Untold story: City more responsive

March 07, 2003|By Martin O'Malley

WHEN MY administration first started, Baltimore's government was repeatedly criticized for not addressing illegal dumping.

Three years later, seven of eight complaints are handled in weeks, scores of people are arrested and charged, the backlog is down, response times have dropped from months to weeks -- yet, for example, no story in The Sun.

Since we began tracking calls with CitiTrack on Dec. 11, 2000, more than 597,703 customer service requests have been recorded and memorialized. Every service request is traceable and not one has been lost. In fact, more than 560,596 service requests, or 94 percent, have been closed by the responsible city agencies. All of these figures are through the end of February.

Our 311 system, created in March 2002, has responded to 656,546 calls, resulting in the creation of 221,498 customer service requests. Since Feb. 14, the 311 call center has responded to more than 50,000 snow and ice calls alone, with many of our employees working 24-hour shifts, taking naps on the floor. One of our employees even went so far as to shovel the walk of a constituent.

The number of outstanding service requests for dirty lots and alleys and illegal dumping cleanups has decreased from 2,717 to 619. The average response times for resolution decreased from 64 days to 15 days for dirty alleys, from 120 days to 94 days for dirty lots and from 31 days to 15 days for illegal dumping.

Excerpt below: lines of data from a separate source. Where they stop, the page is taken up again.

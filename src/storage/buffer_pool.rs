use crate::constants::BUFFER_POOL_PIECES;
use bytes::BytesMut;
use crossbeam::queue::ArrayQueue;
use std::ops::{Deref, DerefMut};
use std::sync::Arc;

/// Pool of piece-sized scratch buffers used for slot moves and hashing.
///
/// Buffers are handed out as [`PooledBuffer`] guards which go back to the
/// pool when dropped. When the pool is empty a fresh buffer is allocated;
/// when it is full a returned buffer is simply freed.
pub struct BufferPool {
    buffers: ArrayQueue<BytesMut>,
}

impl BufferPool {
    pub fn new() -> Arc<Self> {
        Self::with_capacity(BUFFER_POOL_PIECES)
    }

    pub fn with_capacity(count: usize) -> Arc<Self> {
        Arc::new(Self {
            buffers: ArrayQueue::new(count.max(1)),
        })
    }

    /// Returns a zeroed buffer of exactly `size` bytes.
    pub fn get(self: &Arc<Self>, size: usize) -> PooledBuffer {
        let mut buf = self
            .buffers
            .pop()
            .unwrap_or_else(|| BytesMut::with_capacity(size));
        buf.clear();
        buf.resize(size, 0);
        PooledBuffer {
            buf,
            pool: Arc::clone(self),
        }
    }

    pub fn available(&self) -> usize {
        self.buffers.len()
    }

    fn recycle(&self, mut buf: BytesMut) {
        buf.clear();
        let _ = self.buffers.push(buf);
    }
}

impl std::fmt::Debug for BufferPool {
    fn fmt(&self, f: &mut std::fmt::Formatter<'_>) -> std::fmt::Result {
        f.debug_struct("BufferPool")
            .field("available", &self.buffers.len())
            .field("capacity", &self.buffers.capacity())
            .finish()
    }
}

pub struct PooledBuffer {
    buf: BytesMut,
    pool: Arc<BufferPool>,
}

impl PooledBuffer {
    /// Shrinks or grows the buffer, zero-filling any new bytes.
    pub fn resize(&mut self, size: usize) {
        self.buf.resize(size, 0);
    }
}

impl Deref for PooledBuffer {
    type Target = [u8];

    fn deref(&self) -> &[u8] {
        &self.buf
    }
}

impl DerefMut for PooledBuffer {
    fn deref_mut(&mut self) -> &mut [u8] {
        &mut self.buf
    }
}

impl Drop for PooledBuffer {
    fn drop(&mut self) {
        let buf = std::mem::take(&mut self.buf);
        self.pool.recycle(buf);
    }
}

The amount of fines collected through enforcing sanitation rules more than doubled from our initial year to 14,526 citations that brought in $791,946.

Pothole complaints have decreased by 9 percent to 2,519 since the institution of a 48-hour pothole guarantee. The number of abandoned vehicles towed increased by 34 percent to 44,447, and the number of vehicles sold at auction increased by 17 percent to 10,553. So many abandoned vehicles have been towed that our impound lots are overflowing.

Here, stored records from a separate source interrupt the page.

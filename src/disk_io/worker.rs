use super::job::{DiskJob, Reply};
use crate::bitfield::Bitfield;
use crate::piece_manager::{CheckStep, PieceManager, ScanOutcome, SlotEntry};
use crate::resume::ResumeData;
use crate::storage::{StorageError, StorageInterface};
use bytes::Bytes;
use parking_lot::RwLock;
use std::path::PathBuf;
use std::sync::atomic::{AtomicBool, Ordering};
use std::sync::Arc;
use tokio::sync::{mpsc, oneshot, Semaphore};
use tokio::task::JoinHandle;

/// Runs the jobs of one torrent, one at a time.
pub(crate) struct DiskWorker<S: StorageInterface> {
    name: String,
    manager: PieceManager<S>,
    jobs: mpsc::Receiver<DiskJob>,
    limiter: Arc<Semaphore>,
}

impl<S: StorageInterface + 'static> DiskWorker<S> {
    async fn run(mut self) {
        tracing::debug!("Disk worker for {} started", self.name);

        while let Some(job) = self.jobs.recv().await {
            let _permit = match Arc::clone(&self.limiter).acquire_owned().await {
                Ok(permit) => permit,
                Err(_) => {
                    job.fail(StorageError::Io(std::io::Error::other("semaphore closed")));
                    break;
                }
            };

            tracing::trace!("{}: running {} job", self.name, job.name());
            if !self.execute(job).await {
                break;
            }
        }

        tracing::debug!("Disk worker for {} stopped", self.name);
    }

    /// Returns false once the worker should stop.
    async fn execute(&mut self, job: DiskJob) -> bool {
        let pm = &mut self.manager;
        match job {
            DiskJob::CheckFastresume { resume, reply } => {
                let _ = reply.send(pm.check_fastresume(resume.as_deref()).await);
            }
            DiskJob::CheckStep { reply } => {
                let result = pm.check_files().await;
                if let Err(e) = &result {
                    tracing::warn!("{}: file check failed: {}", self.name, e);
                }
                let _ = reply.send(result);
            }
            DiskJob::Read {
                piece,
                offset,
                length,
                reply,
            } => {
                let _ = reply.send(pm.read(piece, offset, length).await);
            }
            DiskJob::Write {
                piece,
                offset,
                data,
                reply,
            } => {
                let _ = reply.send(pm.write(piece, offset, &data).await);
            }
            DiskJob::Hash { piece, reply } => {
                let _ = reply.send(pm.hash_piece(piece).await);
            }
            DiskJob::MoveStorage { path, reply } => {
                let _ = reply.send(pm.move_storage(&path).await);
            }
            DiskJob::ReleaseFiles { reply } => {
                let _ = reply.send(pm.release_files().await);
            }
            DiskJob::DeleteFiles { reply } => {
                let _ = reply.send(pm.delete_files().await);
            }
            DiskJob::RenameFile { index, name, reply } => {
                let _ = reply.send(pm.rename_file(index, &name).await);
            }
            DiskJob::WriteResumeData { reply } => {
                let _ = reply.send(pm.write_resume_data().await);
            }
            DiskJob::MarkFailed { piece, reply } => {
                let _ = reply.send(pm.mark_failed(piece));
            }
            DiskJob::ExportPieceMap { reply } => {
                let _ = reply.send(Ok(pm.export_piece_map()));
            }
            DiskJob::Shutdown { reply } => {
                let _ = reply.send(pm.release_files().await);
                return false;
            }
        }
        true
    }
}

/// Handle to the disk worker of one torrent.
///
/// Cloning the handle is cheap; all clones feed the same worker, so jobs
/// submitted through any of them run in submission order. Every call fails
/// with [`StorageError::WorkerGone`] once the worker has stopped.
#[derive(Clone)]
pub struct TorrentDisk {
    jobs: mpsc::Sender<DiskJob>,
    have: Arc<RwLock<Bitfield>>,
    abort: Arc<AtomicBool>,
    num_pieces: u32,
}

impl TorrentDisk {
    /// Spawns a worker owning `manager` on the current tokio runtime.
    pub fn spawn<S: StorageInterface + 'static>(
        name: impl Into<String>,
        manager: PieceManager<S>,
        limiter: Arc<Semaphore>,
        queue_depth: usize,
    ) -> (Self, JoinHandle<()>) {
        let (tx, rx) = mpsc::channel(queue_depth.max(1));
        let handle = Self {
            jobs: tx,
            have: manager.have_handle(),
            abort: manager.abort_handle(),
            num_pieces: manager.num_pieces(),
        };
        let worker = DiskWorker {
            name: name.into(),
            manager,
            jobs: rx,
            limiter,
        };
        (handle, tokio::spawn(worker.run()))
    }

    async fn submit<T>(&self, job: impl FnOnce(Reply<T>) -> DiskJob) -> Result<T, StorageError> {
        let (tx, rx) = oneshot::channel();
        self.jobs
            .send(job(tx))
            .await
            .map_err(|_| StorageError::WorkerGone)?;
        rx.await.map_err(|_| StorageError::WorkerGone)?
    }

    pub fn num_pieces(&self) -> u32 {
        self.num_pieces
    }

    /// Snapshot of the verified pieces. Does not wait for queued jobs.
    pub fn have_pieces(&self) -> Bitfield {
        self.have.read().clone()
    }

    /// Makes the next check step fail with [`StorageError::CheckAborted`].
    /// A later [`TorrentDisk::check_fastresume`] clears the flag.
    pub fn abort_check(&self) {
        self.abort.store(true, Ordering::Release);
    }

    pub async fn check_fastresume(
        &self,
        resume: Option<ResumeData>,
    ) -> Result<ScanOutcome, StorageError> {
        let resume = resume.map(Box::new);
        self.submit(|reply| DiskJob::CheckFastresume { resume, reply })
            .await
    }

    /// Runs one step of the startup check.
    pub async fn run_check_step(&self) -> Result<CheckStep, StorageError> {
        self.submit(|reply| DiskJob::CheckStep { reply }).await
    }

    /// Runs check steps until the check is finished, yielding between steps
    /// so other jobs of this torrent can interleave.
    pub async fn check_until_done(&self) -> Result<(), StorageError> {
        loop {
            let step = self.run_check_step().await?;
            if step.done {
                return Ok(());
            }
            tokio::task::yield_now().await;
        }
    }

    pub async fn read(&self, piece: u32, offset: u32, length: u32) -> Result<Bytes, StorageError> {
        self.submit(|reply| DiskJob::Read {
            piece,
            offset,
            length,
            reply,
        })
        .await
    }

    pub async fn write(&self, piece: u32, offset: u32, data: Bytes) -> Result<(), StorageError> {
        self.submit(|reply| DiskJob::Write {
            piece,
            offset,
            data,
            reply,
        })
        .await
    }

    /// Hashes `piece` as stored and returns the digest. The piece shows up
    /// in [`TorrentDisk::have_pieces`] when it matched.
    pub async fn hash_piece(&self, piece: u32) -> Result<[u8; 20], StorageError> {
        self.submit(|reply| DiskJob::Hash { piece, reply }).await
    }

    pub async fn move_storage(&self, path: impl Into<PathBuf>) -> Result<(), StorageError> {
        let path = path.into();
        self.submit(|reply| DiskJob::MoveStorage { path, reply })
            .await
    }

    pub async fn release_files(&self) -> Result<(), StorageError> {
        self.submit(|reply| DiskJob::ReleaseFiles { reply }).await
    }

    pub async fn delete_files(&self) -> Result<(), StorageError> {
        self.submit(|reply| DiskJob::DeleteFiles { reply }).await
    }

    pub async fn rename_file(
        &self,
        index: usize,
        name: impl Into<PathBuf>,
    ) -> Result<(), StorageError> {
        let name = name.into();
        self.submit(|reply| DiskJob::RenameFile { index, name, reply })
            .await
    }

    pub async fn write_resume_data(&self) -> Result<ResumeData, StorageError> {
        self.submit(|reply| DiskJob::WriteResumeData { reply })
            .await
    }

    pub async fn mark_failed(&self, piece: u32) -> Result<(), StorageError> {
        self.submit(|reply| DiskJob::MarkFailed { piece, reply })
            .await
    }

    pub async fn export_piece_map(&self) -> Result<Vec<SlotEntry>, StorageError> {
        self.submit(|reply| DiskJob::ExportPieceMap { reply })
            .await
    }

    /// Releases the files and stops the worker after the jobs queued
    /// before this call.
    pub async fn shutdown(&self) -> Result<(), StorageError> {
        self.submit(|reply| DiskJob::Shutdown { reply }).await
    }
}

The number of housing inspections performed increased by 7,000. It is common knowledge among local government officials throughout the country that Baltimore is the first to have such a comprehensive capability, a fact reinforced by the overwhelming positive media coverage our efforts have received from The New York Times, The Boston Globe, the Toronto Star and Governing magazine.

CitiTrack and 311 should not be viewed as magic elixirs capable of curing Baltimore's municipal government of all its operational inefficiencies and deficiencies.

After a decade in which the city's work force was cut by more than 20 percent, the operational challenges are enormous. None of the people who abandoned the more than 14,000 properties in the city in the 1990s left behind an endowment for maintenance, boarding, grass cutting or cleaning. These CitiTrack tools do, however, provide managers, front-line employees and the public with mechanisms necessary to measure progress toward meeting goals, assess effectiveness and make more prudent decisions in the deployment of limited resources.

By issuing all callers a service request number that enables them to check the status of their requests 24 hours a day, seven days a week, there is a newfound level of accountability that is beginning to permeate every level of government.

That the volume of calls to the One Call Center has risen to more than 60,000 a month is a clear indication that the public is increasingly relying on 311 to meet its city service needs. Our work is not done, but progress has been made in reducing incidences of crime, backlogs of illegal dumping complaints and response times to urban maladies such as potholes.

It is within this framework that our administration has strived to not only create but also to meet and exceed expectations for a more efficient, effective and responsive government.

So if I can play off the words of the legendary radio newscaster Paul Harvey, "And now you know the rest of the story. ... Good day."

Martin O'Malley is mayor of Baltimore.